SARAH NOVOTNY: I think there will always be people in your community that you trust and that you look to for help in those situations. So even if this isn't your strong suit, you probably know someone in your community who is more skilled at that. And having that trust and then using that trust to establish commutative trust and commutative leadership is super important. I am a firm believer that one leader is a very difficult way to run any project, and it is a great risk to any project.

So making sure that there are lieutenants, that there are always leaders being grown, that there's always some sort of succession planning built into this. Even if it's the most limited like the only other person who can do this is so and so. So if I can't, please use them. But making sure that there's always a growth path and an escape hatch for losing a single person or losing a group of people within a project is just good management of any group.

ADAM GLICK: How much of this organizational design was effectively inspired by different governmental systems? This reminds me very much of people setting up a new governing system from a political standpoint. And how do you answer the questions of benevolent dictatorship versus messy parliamentary system, succession planning. That sounds a lot like sitting down and having a constitutional congress, so to speak.

CRAIG BOX: Is this the worst possible system excepting all the other ones?

SARAH NOVOTNY: Exactly. It is the worst possible system except for all the rest. So there are definitely markers of this. There are a few key differences. One, goodness, I certainly hope we will never have life and death decisions in an open source project, so hooray for that. So that's a huge exception in it.

The second one. We often look to politics or political systems for examples. In setting up the Cloud Native Computing Foundation, for example, the by laws built out three leadership groups. Very much an echo of the US system of three leadership groups. So we have the End User Council, which is supposed to be representing, obviously, by name, the end users.

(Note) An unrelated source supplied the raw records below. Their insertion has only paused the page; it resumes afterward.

//! Core data types shared across the bridge.

use serde_json::Value;

/// Bibliographic metadata read off the hosted page.
#[derive(Debug, Clone, Default, PartialEq, Eq)]
pub struct Citation {
    pub title: Option<String>,
}

impl Citation {
    /// The title, or `""` when the page carries no title descriptor.
    pub fn query_subject(&self) -> &str {
        self.title.as_deref().unwrap_or("")
    }
}

/// Opaque identifier of a local file known to the companion service.
///
/// Echoed back verbatim on `open`; never parsed, decoded or validated.
#[derive(Debug, Clone, PartialEq, Eq)]
pub struct FileMatch(String);

impl FileMatch {
    pub fn new(id: impl Into<String>) -> Self {
        Self(id.into())
    }

    pub fn as_str(&self) -> &str {
        &self.0
    }

    /// Strings are taken verbatim; any other JSON scalar by its JSON text.
    fn from_value(value: &Value) -> Self {
        match value {
            Value::String(s) => Self(s.clone()),
            other => Self(other.to_string()),
        }
    }
}

impl std::fmt::Display for FileMatch {
    fn fmt(&self, f: &mut std::fmt::Formatter<'_>) -> std::fmt::Result {
        f.write_str(&self.0)
    }
}

/// Ordered matches as returned by the companion service's `/search`.
#[derive(Debug, Clone, Default, PartialEq, Eq)]
pub struct SearchResult {
    pub matches: Vec<FileMatch>,
}

impl SearchResult {
    /// Interprets a parsed `/search` response.
    ///
    /// Anything that is not a JSON array is an empty result.
    pub fn from_value(value: &Value) -> Self {
        let matches = value
            .as_array()
            .map(|items| items.iter().map(FileMatch::from_value).collect())
            .unwrap_or_default();
        Self { matches }
    }

    /// The selected match under the first-match policy.
    pub fn first(&self) -> Option<&FileMatch> {
        self.matches.first()
    }

    pub fn is_empty(&self) -> bool {
        self.matches.is_empty()
    }
}

/// The link injected into the page.
#[derive(Debug, Clone, PartialEq, Eq)]
pub struct Affordance {
    pub label: String,
    pub class: String,
    pub href: String,
}

impl Affordance {
    pub fn new(label: impl Into<String>, class: impl Into<String>) -> Self {
        Self {
            label: label.into(),
            class: class.into(),
            href: "#".to_string(),
        }
    }

    /// `<li><a class=".." href="#">label</a></li>`, with text and attributes escaped.
    pub fn to_markup(&self) -> String {
        format!(
            "<li><a class=\"{}\" href=\"{}\">{}</a></li>",
            escape_html(&self.class),
            escape_html(&self.href),
            escape_html(&self.label)
        )
    }
}

fn escape_html(text: &str) -> String {
    let mut out = String::with_capacity(text.len());
    for c in text.chars() {
        match c {
            '&' => out.push_str("&amp;"),
            '<' => out.push_str("&lt;"),
            '>' => out.push_str("&gt;"),
            '"' => out.push_str("&quot;"),
            '\'' => out.push_str("&#39;"),
            _ => out.push(c),
        }
    }
    out
}

/// Lifecycle of the bridge for a single page load.
#[derive(Debug, Clone, Copy, PartialEq, Eq)]
pub enum BridgeState {
    Idle,
    Searching,
    /// Terminal: nothing was injected.
    NoMatch,
    AwaitingClick,
    /// Entered on every click; clicking again re-issues `open`.
    Opening,
}

impl std::fmt::Display for BridgeState {
    fn fmt(&self, f: &mut std::fmt::Formatter<'_>) -> std::fmt::Result {
        let s = match self {
            BridgeState::Idle => "idle",
            BridgeState::Searching => "searching",
            BridgeState::NoMatch => "no_match",
            BridgeState::AwaitingClick => "awaiting_click",
            BridgeState::Opening => "opening",
        };
        f.write_str(s)
    }
}
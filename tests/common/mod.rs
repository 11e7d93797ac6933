//! In-process stand-in for the Pulp companion service.

#![allow(dead_code)]

use axum::{
    extract::{RawQuery, State},
    routing::get,
    Router,
};
use serde_json::{json, Value};
use std::collections::HashMap;
use std::sync::{Arc, Mutex};

#[derive(Clone, Default)]
pub struct MockCompanion {
    /// Raw query string → `/search` response.
    library: Arc<HashMap<String, Value>>,
    pub searches: Arc<Mutex<Vec<String>>>,
    pub opens: Arc<Mutex<Vec<String>>>,
    pub views: Arc<Mutex<Vec<String>>>,
}

impl MockCompanion {
    pub fn searches(&self) -> Vec<String> {
        self.searches.lock().unwrap().clone()
    }

    pub fn opens(&self) -> Vec<String> {
        self.opens.lock().unwrap().clone()
    }

    pub fn views(&self) -> Vec<String> {
        self.views.lock().unwrap().clone()
    }
}

async fn search(State(state): State<MockCompanion>, RawQuery(query): RawQuery) -> String {
    let query = query.unwrap_or_default();
    state.searches.lock().unwrap().push(query.clone());
    let matches = state.library.get(&query).cloned().unwrap_or(json!([]));
    // The real service pretty-prints with a two-space indent.
    serde_json::to_string_pretty(&matches).unwrap()
}

async fn open(State(state): State<MockCompanion>, RawQuery(query): RawQuery) -> String {
    state.opens.lock().unwrap().push(query.unwrap_or_default());
    String::new()
}

async fn view(State(state): State<MockCompanion>, RawQuery(query): RawQuery) -> String {
    state.views.lock().unwrap().push(query.unwrap_or_default());
    String::new()
}

async fn short_list() -> String {
    json!([["attention is all you need", "Vaswani_2017_Attention_Is_All_You_Need.pdf"]])
        .to_string()
}

async fn list() -> String {
    json!([
        {
            "authors": ["Vaswani"],
            "year": "2017",
            "title": "Attention Is All You Need",
            "file_name": "Vaswani_2017_Attention_Is_All_You_Need.pdf"
        }
    ])
    .to_string()
}

async fn not_json() -> &'static str {
    "<html><body>Internal error</body></html>"
}

/// Starts the mock on an ephemeral port. Returns its base URL.
pub async fn start_companion(library: &[(&str, Value)]) -> (String, MockCompanion) {
    let state = MockCompanion {
        library: Arc::new(
            library
                .iter()
                .map(|(q, v)| (q.to_string(), v.clone()))
                .collect(),
        ),
        ..MockCompanion::default()
    };

    let app = Router::new()
        .route("/search", get(search))
        .route("/open", get(open))
        .route("/view", get(view))
        .route("/list", get(list))
        .route("/short_list", get(short_list))
        .route("/not-json", get(not_json))
        .with_state(state.clone());

    let listener = tokio::net::TcpListener::bind("127.0.0.1:0").await.unwrap();
    let addr = listener.local_addr().unwrap();
    tokio::spawn(async move {
        axum::serve(listener, app).await.ok();
    });

    (format!("http://{}", addr), state)
}

/// A base URL nothing listens on.
pub fn unreachable_base_url() -> String {
    let listener = std::net::TcpListener::bind("127.0.0.1:0").unwrap();
    let port = listener.local_addr().unwrap().port();
    drop(listener);
    format!("http://127.0.0.1:{}", port)
}

pub const ATTENTION_PAGE: &str = r#"<!DOCTYPE html>
<html lang="en"><head>
<title>[1706.03762] Attention Is All You Need</title>
<meta name="citation_title" content="Attention Is All You Need" />
<meta name="citation_author" content="Vaswani, Ashish" />
</head><body>
<div class="extra-services">
  <div class="full-text">
    <h2>Access Paper:</h2>
    <ul>
      <li><a href="/pdf/1706.03762" class="abs-button download-pdf">View PDF</a></li>
      <li><a href="/format/1706.03762" class="abs-button download-format">Other Formats</a></li>
    </ul>
  </div>
</div>
</body></html>"#;

pub const OBSCURE_PAGE: &str = r#"<html><head>
<meta name="citation_title" content="Obscure Paper" />
</head><body>
<div class="full-text"><ul><li><a href="/pdf/0000.00000">View PDF</a></li></ul></div>
</body></html>"#;

pub const UNTITLED_PAGE: &str = r#"<html><head><title>No metadata</title></head><body>
<div class="full-text"><ul><li><a href="/pdf/0000.00001">View PDF</a></li></ul></div>
</body></html>"#;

We have the Technical Oversight Committee who is leading through industry technological experts. They may not be directly working on any of the specific projects, but they have that big holistic view of what does Cloud Native mean. And then there is the governing board, which is the business interests and vendor interests in a lot of cases of the Cloud Native ecosystem as well.

And these three bodies are supposed to hold each other in check. So there's definitely reference to a lot of these governmental systems. And as I was building, or as we were building-- because it really was very community built, the Kubernetes' governance system-- I was reading a really good book about continuity of government called "Raven Rock."

So I recommend that book to everyone. It's a really interesting book about the complexities of what if your leadership is cut off at the head. How do you reestablish any sort of order? And these are all things that you have to look at in large group management.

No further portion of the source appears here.